> **WHAT IS REQUIRED**: Scan the entries below for the word "When", then copy each line that holds it.

> **INPUT RECORDS**:
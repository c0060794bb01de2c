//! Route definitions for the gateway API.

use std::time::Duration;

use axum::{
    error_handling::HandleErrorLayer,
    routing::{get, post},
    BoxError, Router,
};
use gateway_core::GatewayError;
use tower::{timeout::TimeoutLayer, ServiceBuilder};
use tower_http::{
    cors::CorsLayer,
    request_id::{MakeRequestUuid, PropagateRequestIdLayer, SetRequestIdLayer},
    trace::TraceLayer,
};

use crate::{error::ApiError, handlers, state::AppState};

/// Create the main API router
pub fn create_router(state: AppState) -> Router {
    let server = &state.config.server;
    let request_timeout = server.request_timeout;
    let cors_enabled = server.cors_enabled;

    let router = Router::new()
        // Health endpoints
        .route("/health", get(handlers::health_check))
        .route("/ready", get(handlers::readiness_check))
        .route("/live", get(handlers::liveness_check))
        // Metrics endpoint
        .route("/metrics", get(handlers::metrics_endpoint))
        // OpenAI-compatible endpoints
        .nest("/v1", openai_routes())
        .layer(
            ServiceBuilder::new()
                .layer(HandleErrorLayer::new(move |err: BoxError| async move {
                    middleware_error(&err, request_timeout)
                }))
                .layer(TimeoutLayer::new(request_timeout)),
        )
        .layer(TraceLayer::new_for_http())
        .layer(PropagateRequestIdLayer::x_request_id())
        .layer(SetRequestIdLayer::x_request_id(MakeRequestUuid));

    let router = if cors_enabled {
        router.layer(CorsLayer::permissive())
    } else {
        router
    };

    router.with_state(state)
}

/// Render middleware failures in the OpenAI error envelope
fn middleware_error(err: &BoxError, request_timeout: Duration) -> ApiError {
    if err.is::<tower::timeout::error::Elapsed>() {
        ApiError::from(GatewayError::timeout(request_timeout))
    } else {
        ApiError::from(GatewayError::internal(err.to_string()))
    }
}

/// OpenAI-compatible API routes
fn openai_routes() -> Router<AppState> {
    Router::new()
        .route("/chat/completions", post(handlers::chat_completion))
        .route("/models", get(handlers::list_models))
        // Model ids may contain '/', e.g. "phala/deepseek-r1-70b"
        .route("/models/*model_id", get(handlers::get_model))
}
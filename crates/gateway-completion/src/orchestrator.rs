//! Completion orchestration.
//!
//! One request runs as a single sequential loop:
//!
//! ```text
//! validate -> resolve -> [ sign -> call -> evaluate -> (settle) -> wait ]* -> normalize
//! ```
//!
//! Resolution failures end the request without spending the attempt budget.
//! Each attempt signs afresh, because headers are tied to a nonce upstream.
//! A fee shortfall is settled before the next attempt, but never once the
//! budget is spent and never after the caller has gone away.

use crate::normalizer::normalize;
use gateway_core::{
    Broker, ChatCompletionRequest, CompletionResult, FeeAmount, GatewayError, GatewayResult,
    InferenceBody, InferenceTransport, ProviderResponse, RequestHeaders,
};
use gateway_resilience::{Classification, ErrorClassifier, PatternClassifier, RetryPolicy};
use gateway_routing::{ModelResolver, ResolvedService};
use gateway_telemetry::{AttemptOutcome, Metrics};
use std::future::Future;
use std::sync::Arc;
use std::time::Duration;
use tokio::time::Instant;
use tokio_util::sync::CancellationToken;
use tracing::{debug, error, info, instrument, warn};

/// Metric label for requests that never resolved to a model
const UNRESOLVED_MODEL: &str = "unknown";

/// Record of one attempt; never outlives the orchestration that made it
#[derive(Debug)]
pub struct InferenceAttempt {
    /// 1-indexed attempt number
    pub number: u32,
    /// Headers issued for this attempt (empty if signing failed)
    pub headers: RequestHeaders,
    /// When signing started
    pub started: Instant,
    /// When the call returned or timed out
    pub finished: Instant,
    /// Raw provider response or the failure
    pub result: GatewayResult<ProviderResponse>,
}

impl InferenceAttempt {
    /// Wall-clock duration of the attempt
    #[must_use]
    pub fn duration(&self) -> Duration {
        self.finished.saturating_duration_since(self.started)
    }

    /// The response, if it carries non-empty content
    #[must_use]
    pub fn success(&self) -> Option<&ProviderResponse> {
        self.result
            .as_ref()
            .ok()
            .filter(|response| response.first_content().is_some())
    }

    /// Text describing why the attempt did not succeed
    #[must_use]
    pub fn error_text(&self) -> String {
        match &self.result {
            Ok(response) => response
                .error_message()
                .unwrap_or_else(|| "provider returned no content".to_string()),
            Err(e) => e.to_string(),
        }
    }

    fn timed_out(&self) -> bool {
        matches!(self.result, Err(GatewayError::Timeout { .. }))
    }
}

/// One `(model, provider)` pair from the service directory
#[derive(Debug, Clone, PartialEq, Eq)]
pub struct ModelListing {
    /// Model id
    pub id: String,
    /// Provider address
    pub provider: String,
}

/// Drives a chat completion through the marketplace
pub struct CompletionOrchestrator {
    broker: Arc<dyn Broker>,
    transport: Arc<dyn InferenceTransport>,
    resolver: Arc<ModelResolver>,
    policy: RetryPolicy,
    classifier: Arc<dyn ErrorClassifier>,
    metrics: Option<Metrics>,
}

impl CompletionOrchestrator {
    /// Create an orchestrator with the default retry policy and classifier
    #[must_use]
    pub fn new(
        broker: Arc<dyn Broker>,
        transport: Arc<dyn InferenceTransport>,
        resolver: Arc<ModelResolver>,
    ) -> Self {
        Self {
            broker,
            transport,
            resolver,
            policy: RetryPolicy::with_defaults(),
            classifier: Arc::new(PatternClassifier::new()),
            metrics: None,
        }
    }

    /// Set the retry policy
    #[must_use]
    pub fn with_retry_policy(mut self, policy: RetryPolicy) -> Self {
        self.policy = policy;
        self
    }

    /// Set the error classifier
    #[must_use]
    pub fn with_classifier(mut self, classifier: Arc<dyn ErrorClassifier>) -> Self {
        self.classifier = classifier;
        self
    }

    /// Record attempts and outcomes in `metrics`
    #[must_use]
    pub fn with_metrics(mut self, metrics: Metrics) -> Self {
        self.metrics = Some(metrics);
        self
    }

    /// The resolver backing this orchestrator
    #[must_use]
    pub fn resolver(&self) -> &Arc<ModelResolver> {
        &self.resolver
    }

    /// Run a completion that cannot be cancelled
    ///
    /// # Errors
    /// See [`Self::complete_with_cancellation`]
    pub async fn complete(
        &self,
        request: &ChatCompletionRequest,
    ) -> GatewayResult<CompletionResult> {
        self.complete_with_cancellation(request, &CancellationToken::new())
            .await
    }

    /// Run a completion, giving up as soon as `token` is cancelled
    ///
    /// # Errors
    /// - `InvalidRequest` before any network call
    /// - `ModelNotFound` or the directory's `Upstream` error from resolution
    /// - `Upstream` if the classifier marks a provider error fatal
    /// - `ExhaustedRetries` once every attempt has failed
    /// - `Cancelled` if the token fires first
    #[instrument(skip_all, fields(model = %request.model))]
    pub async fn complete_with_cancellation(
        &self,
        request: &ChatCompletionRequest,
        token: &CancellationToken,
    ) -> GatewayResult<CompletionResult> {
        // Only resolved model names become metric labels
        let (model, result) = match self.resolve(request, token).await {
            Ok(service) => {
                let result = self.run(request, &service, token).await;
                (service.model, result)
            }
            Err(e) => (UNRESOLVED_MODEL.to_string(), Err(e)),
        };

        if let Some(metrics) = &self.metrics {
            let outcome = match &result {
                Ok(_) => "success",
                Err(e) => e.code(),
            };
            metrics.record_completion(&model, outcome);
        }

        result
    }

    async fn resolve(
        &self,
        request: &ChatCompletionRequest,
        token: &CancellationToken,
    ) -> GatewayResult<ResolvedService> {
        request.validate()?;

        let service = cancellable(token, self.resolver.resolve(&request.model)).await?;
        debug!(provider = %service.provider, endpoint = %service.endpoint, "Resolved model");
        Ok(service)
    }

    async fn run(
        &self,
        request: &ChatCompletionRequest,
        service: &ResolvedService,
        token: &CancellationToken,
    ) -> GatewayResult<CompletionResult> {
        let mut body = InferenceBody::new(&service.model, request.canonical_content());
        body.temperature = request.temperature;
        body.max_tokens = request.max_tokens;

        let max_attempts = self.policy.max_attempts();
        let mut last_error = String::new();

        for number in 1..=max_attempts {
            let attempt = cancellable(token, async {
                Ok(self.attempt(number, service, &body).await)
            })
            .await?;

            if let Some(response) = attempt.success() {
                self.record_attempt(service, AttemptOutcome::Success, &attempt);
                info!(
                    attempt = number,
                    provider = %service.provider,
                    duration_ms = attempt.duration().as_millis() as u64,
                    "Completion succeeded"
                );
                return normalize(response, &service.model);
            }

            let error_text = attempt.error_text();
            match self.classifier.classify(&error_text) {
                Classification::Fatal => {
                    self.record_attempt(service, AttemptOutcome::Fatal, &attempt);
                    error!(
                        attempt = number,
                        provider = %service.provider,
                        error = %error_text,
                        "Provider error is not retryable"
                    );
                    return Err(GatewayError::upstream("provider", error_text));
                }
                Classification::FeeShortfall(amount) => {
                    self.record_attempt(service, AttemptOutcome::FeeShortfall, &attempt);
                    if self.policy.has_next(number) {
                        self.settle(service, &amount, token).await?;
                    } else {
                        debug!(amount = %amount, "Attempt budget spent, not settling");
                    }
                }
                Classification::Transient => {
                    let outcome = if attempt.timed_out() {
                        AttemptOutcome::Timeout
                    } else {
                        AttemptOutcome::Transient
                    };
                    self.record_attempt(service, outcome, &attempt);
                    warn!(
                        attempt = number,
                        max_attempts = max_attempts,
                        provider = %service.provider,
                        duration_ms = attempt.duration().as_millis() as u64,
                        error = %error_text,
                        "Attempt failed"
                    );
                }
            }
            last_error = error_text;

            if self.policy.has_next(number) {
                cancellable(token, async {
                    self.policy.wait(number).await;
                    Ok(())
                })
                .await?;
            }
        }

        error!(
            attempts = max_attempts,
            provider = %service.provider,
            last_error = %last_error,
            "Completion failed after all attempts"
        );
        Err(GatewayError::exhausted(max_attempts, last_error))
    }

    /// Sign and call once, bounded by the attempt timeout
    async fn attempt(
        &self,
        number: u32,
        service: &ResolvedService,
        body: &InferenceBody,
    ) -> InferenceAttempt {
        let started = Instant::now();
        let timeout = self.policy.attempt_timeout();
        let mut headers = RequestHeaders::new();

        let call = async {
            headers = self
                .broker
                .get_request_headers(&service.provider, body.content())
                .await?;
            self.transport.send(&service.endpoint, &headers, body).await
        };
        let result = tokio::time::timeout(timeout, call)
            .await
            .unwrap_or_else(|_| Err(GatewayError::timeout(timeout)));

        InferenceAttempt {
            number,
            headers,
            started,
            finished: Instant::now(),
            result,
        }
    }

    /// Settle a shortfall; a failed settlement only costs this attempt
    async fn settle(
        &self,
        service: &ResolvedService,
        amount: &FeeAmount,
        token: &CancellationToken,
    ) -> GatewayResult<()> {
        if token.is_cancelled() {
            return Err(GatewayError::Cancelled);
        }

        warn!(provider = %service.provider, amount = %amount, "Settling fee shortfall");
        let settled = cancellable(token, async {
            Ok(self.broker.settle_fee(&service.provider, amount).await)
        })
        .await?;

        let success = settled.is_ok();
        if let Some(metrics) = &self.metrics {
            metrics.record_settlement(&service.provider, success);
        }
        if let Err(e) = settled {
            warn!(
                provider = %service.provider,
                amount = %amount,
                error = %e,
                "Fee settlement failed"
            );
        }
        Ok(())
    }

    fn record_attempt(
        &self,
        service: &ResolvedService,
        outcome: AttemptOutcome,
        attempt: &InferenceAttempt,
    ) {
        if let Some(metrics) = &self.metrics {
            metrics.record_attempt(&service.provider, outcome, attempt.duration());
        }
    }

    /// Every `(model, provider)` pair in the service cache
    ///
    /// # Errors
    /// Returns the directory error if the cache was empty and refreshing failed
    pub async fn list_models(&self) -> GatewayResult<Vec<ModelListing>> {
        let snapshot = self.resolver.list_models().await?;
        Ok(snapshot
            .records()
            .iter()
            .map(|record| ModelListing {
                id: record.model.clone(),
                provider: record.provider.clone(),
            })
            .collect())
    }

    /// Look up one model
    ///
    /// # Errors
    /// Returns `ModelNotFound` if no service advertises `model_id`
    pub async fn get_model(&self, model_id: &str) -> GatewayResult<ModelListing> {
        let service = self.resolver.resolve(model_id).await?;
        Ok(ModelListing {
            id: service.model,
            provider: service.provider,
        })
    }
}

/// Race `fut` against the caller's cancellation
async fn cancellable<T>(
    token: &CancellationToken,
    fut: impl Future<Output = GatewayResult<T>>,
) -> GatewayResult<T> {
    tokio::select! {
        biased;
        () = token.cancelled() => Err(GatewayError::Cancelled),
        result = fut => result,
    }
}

> **TASK SOLUTION**:
    /// When signing started
    /// When the call returned or timed out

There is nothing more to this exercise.